> _Work to be completed_: Exactly as written, retype all of the records that come next.

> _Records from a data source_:
****************************************

//! Fractional key allocation.
//!
//! Keys are `f64`. Repeated midpoint insertion between the same two
//! neighbours runs out of precision after roughly fifty splits; when that
//! happens [`PositionAllocator::allocate`] returns `None` and the caller
//! renumbers the whole scope with [`PositionAllocator::renumber`].

use crate::Position;

pub const DEFAULT_POSITION: f64 = 1000.0;
pub const DEFAULT_RENUMBER_STEP: f64 = 1000.0;

/// Distance from the neighbour when inserting at either end
pub const END_OFFSET: f64 = 1.0;

#[derive(Debug, Clone, Copy, PartialEq)]
pub struct PositionAllocator {
    default_position: f64,
    renumber_step: f64,
}

impl Default for PositionAllocator {
    fn default() -> Self {
        Self {
            default_position: DEFAULT_POSITION,
            renumber_step: DEFAULT_RENUMBER_STEP,
        }
    }
}

impl PositionAllocator {
    pub fn new(default_position: f64, renumber_step: f64) -> Self {
        Self {
            default_position,
            renumber_step,
        }
    }

    pub fn default_position(&self) -> f64 {
        self.default_position
    }

    pub fn renumber_step(&self) -> f64 {
        self.renumber_step
    }

    /// Key for an item inserted between `prev` and `next`.
    ///
    /// - both: midpoint
    /// - only `next`: `next - 1`
    /// - only `prev`: `prev + 1`
    /// - neither: the default key
    ///
    /// Returns `None` when no key strictly between the neighbours is
    /// representable (including equal or misordered neighbours).
    pub fn allocate(&self, prev: Option<Position>, next: Option<Position>) -> Option<Position> {
        let candidate = match (prev, next) {
            (Some(p), Some(n)) => (p.value() + n.value()) / 2.0,
            (None, Some(n)) => n.value() - END_OFFSET,
            (Some(p), None) => p.value() + END_OFFSET,
            (None, None) => self.default_position,
        };

        let key = Position::new(candidate).ok()?;

        let above_prev = prev.is_none_or(|p| key > p);
        let below_next = next.is_none_or(|n| key < n);

        (above_prev && below_next).then_some(key)
    }

    /// Key for a newly created item appended after the current maximum.
    /// Creation uses the renumber step so fresh items leave room for moves.
    pub fn append(&self, last: Option<Position>) -> Option<Position> {
        match last {
            None => Position::new(self.default_position).ok(),
            Some(p) => {
                let key = Position::new(p.value() + self.renumber_step).ok()?;
                (key > p).then_some(key)
            }
        }
    }

    /// Fresh, evenly spaced keys for `count` items: `step, 2*step, ...`
    pub fn renumber(&self, count: usize) -> Vec<Position> {
        (1..=count)
            .filter_map(|index| Position::new(index as f64 * self.renumber_step).ok())
            .collect()
    }
}
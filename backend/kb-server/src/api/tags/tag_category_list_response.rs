use crate::TagCategoryDto;

use serde::Serialize;

#[derive(Debug, Serialize)]
pub struct TagCategoryListResponse {
    pub categories: Vec<TagCategoryDto>,
}
use crate::{DEFAULT_LOG_LEVEL, DEFAULT_LOG_LEVEL_STRING};

use std::convert::Infallible;
use std::ops::Deref;
use std::str::FromStr;

use log::LevelFilter;
use serde::{Deserialize, Deserializer};

/// Wrapper for LevelFilter with lenient deserialization
#[derive(Debug, Clone, Copy, PartialEq, Eq)]
pub struct LogLevel(pub LevelFilter);

impl<'de> Deserialize<'de> for LogLevel {
    fn deserialize<D>(deserializer: D) -> Result<Self, D::Error>
    where
        D: Deserializer<'de>,
    {
        let s = String::deserialize(deserializer)
            .unwrap_or_else(|_| String::from(DEFAULT_LOG_LEVEL_STRING));

        match LogLevel::from_str(&s) {
            Ok(level) => Ok(level),
            Err(never) => match never {},
        }
    }
}

impl From<LogLevel> for LevelFilter {
    fn from(log_level: LogLevel) -> Self {
        log_level.0
    }
}

impl Deref for LogLevel {
    type Target = LevelFilter;

    fn deref(&self) -> &Self::Target {
        &self.0
    }
}

impl FromStr for LogLevel {
    type Err = Infallible;

    /// Unknown names fall back to the default level
    fn from_str(s: &str) -> Result<Self, Self::Err> {
        let level = match s.trim().to_lowercase().as_str() {
            "off" => LevelFilter::Off,
            "error" => LevelFilter::Error,
            "warn" => LevelFilter::Warn,
            "info" => LevelFilter::Info,
            "debug" => LevelFilter::Debug,
            "trace" => LevelFilter::Trace,
            _ => DEFAULT_LOG_LEVEL,
        };
        Ok(LogLevel(level))
    }
}
pub mod board_repository;
pub mod column_repository;
pub mod project_repository;
pub mod tag_category_repository;
pub mod tag_repository;
pub mod task_repository;

mod row_decode;
mod task_filter_sql;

****************************************

> _Written response_:
//! Fractional key allocation.
//!
//! Keys are `f64`. Repeated midpoint insertion between the same two
//! neighbours runs out of precision after roughly fifty splits; when that
//! happens [`PositionAllocator::allocate`] returns `None` and the caller
//! renumbers the whole scope with [`PositionAllocator::renumber`].

use crate::Position;

pub const DEFAULT_POSITION: f64 = 1000.0;
pub const DEFAULT_RENUMBER_STEP: f64 = 1000.0;

/// Distance from the neighbour when inserting at either end
pub const END_OFFSET: f64 = 1.0;

#[derive(Debug, Clone, Copy, PartialEq)]
pub struct PositionAllocator {
    default_position: f64,
    renumber_step: f64,
}

impl Default for PositionAllocator {
    fn default() -> Self {
        Self {
            default_position: DEFAULT_POSITION,
            renumber_step: DEFAULT_RENUMBER_STEP,
        }
    }
}

impl PositionAllocator {
    pub fn new(default_position: f64, renumber_step: f64) -> Self {
        Self {
            default_position,
            renumber_step,
        }
    }

    pub fn default_position(&self) -> f64 {
        self.default_position
    }

    pub fn renumber_step(&self) -> f64 {
        self.renumber_step
    }

    /// Key for an item inserted between `prev` and `next`.
    ///
    /// - both: midpoint
    /// - only `next`: `next - 1`
    /// - only `prev`: `prev + 1`
    /// - neither: the default key
    ///
    /// Returns `None` when no key strictly between the neighbours is
    /// representable (including equal or misordered neighbours).
    pub fn allocate(&self, prev: Option<Position>, next: Option<Position>) -> Option<Position> {
        let candidate = match (prev, next) {
            (Some(p), Some(n)) => (p.value() + n.value()) / 2.0,
            (None, Some(n)) => n.value() - END_OFFSET,
            (Some(p), None) => p.value() + END_OFFSET,
            (None, None) => self.default_position,
        };

        let key = Position::new(candidate).ok()?;

        let above_prev = prev.is_none_or(|p| key > p);
        let below_next = next.is_none_or(|n| key < n);

        (above_prev && below_next).then_some(key)
    }

    /// Key for a newly created item appended after the current maximum.
    /// Creation uses the renumber step so fresh items leave room for moves.
    pub fn append(&self, last: Option<Position>) -> Option<Position> {
        match last {
            None => Position::new(self.default_position).ok(),
            Some(p) => {
                let key = Position::new(p.value() + self.renumber_step).ok()?;
                (key > p).then_some(key)
            }
        }
    }

    /// Fresh, evenly spaced keys for `count` items: `step, 2*step, ...`
    pub fn renumber(&self, count: usize) -> Vec<Position> {
        (1..=count)
            .filter_map(|index| Position::new(index as f64 * self.renumber_step).ok())
            .collect()
    }
}
filename backend/kb-server/src/api/tags/tag_category_list_response.rs
use crate::TagCategoryDto;

use serde::Serialize;

#[derive(Debug, Serialize)]
pub struct TagCategoryListResponse {
    pub categories: Vec<TagCategoryDto>,
}
use crate::{DEFAULT_LOG_LEVEL, DEFAULT_LOG_LEVEL_STRING};

use std::convert::Infallible;
use std::ops::Deref;
use std::str::FromStr;

use log::LevelFilter;
use serde::{Deserialize, Deserializer};

/// Wrapper for LevelFilter with lenient deserialization
#[derive(Debug, Clone, Copy, PartialEq, Eq)]
pub struct LogLevel(pub LevelFilter);

impl<'de> Deserialize<'de> for LogLevel {
    fn deserialize<D>(deserializer: D) -> Result<Self, D::Error>
    where
        D: Deserializer<'de>,
    {
        let s = String::deserialize(deserializer)
            .unwrap_or_else(|_| String::from(DEFAULT_LOG_LEVEL_STRING));

        match LogLevel::from_str(&s) {
            Ok(level) => Ok(level),
            Err(never) => match never {},
        }
    }
}

impl From<LogLevel> for LevelFilter {
    fn from(log_level: LogLevel) -> Self {
        log_level.0
    }
}

impl Deref for LogLevel {
    type Target = LevelFilter;

    fn deref(&self) -> &Self::Target {
        &self.0
    }
}

impl FromStr for LogLevel {
    type Err = Infallible;

    /// Unknown names fall back to the default level
    fn from_str(s: &str) -> Result<Self, Self::Err> {
        let level = match s.trim().to_lowercase().as_str() {
            "off" => LevelFilter::Off,
            "error" => LevelFilter::Error,
            "warn" => LevelFilter::Warn,
            "info" => LevelFilter::Info,
            "debug" => LevelFilter::Debug,
            "trace" => LevelFilter::Trace,
            _ => DEFAULT_LOG_LEVEL,
        };
        Ok(LogLevel(level))
    }
}
pub mod board_repository;
pub mod column_repository;
pub mod project_repository;
pub mod tag_category_repository;
pub mod tag_repository;
pub mod task_repository;

mod row_decode;
mod task_filter_sql;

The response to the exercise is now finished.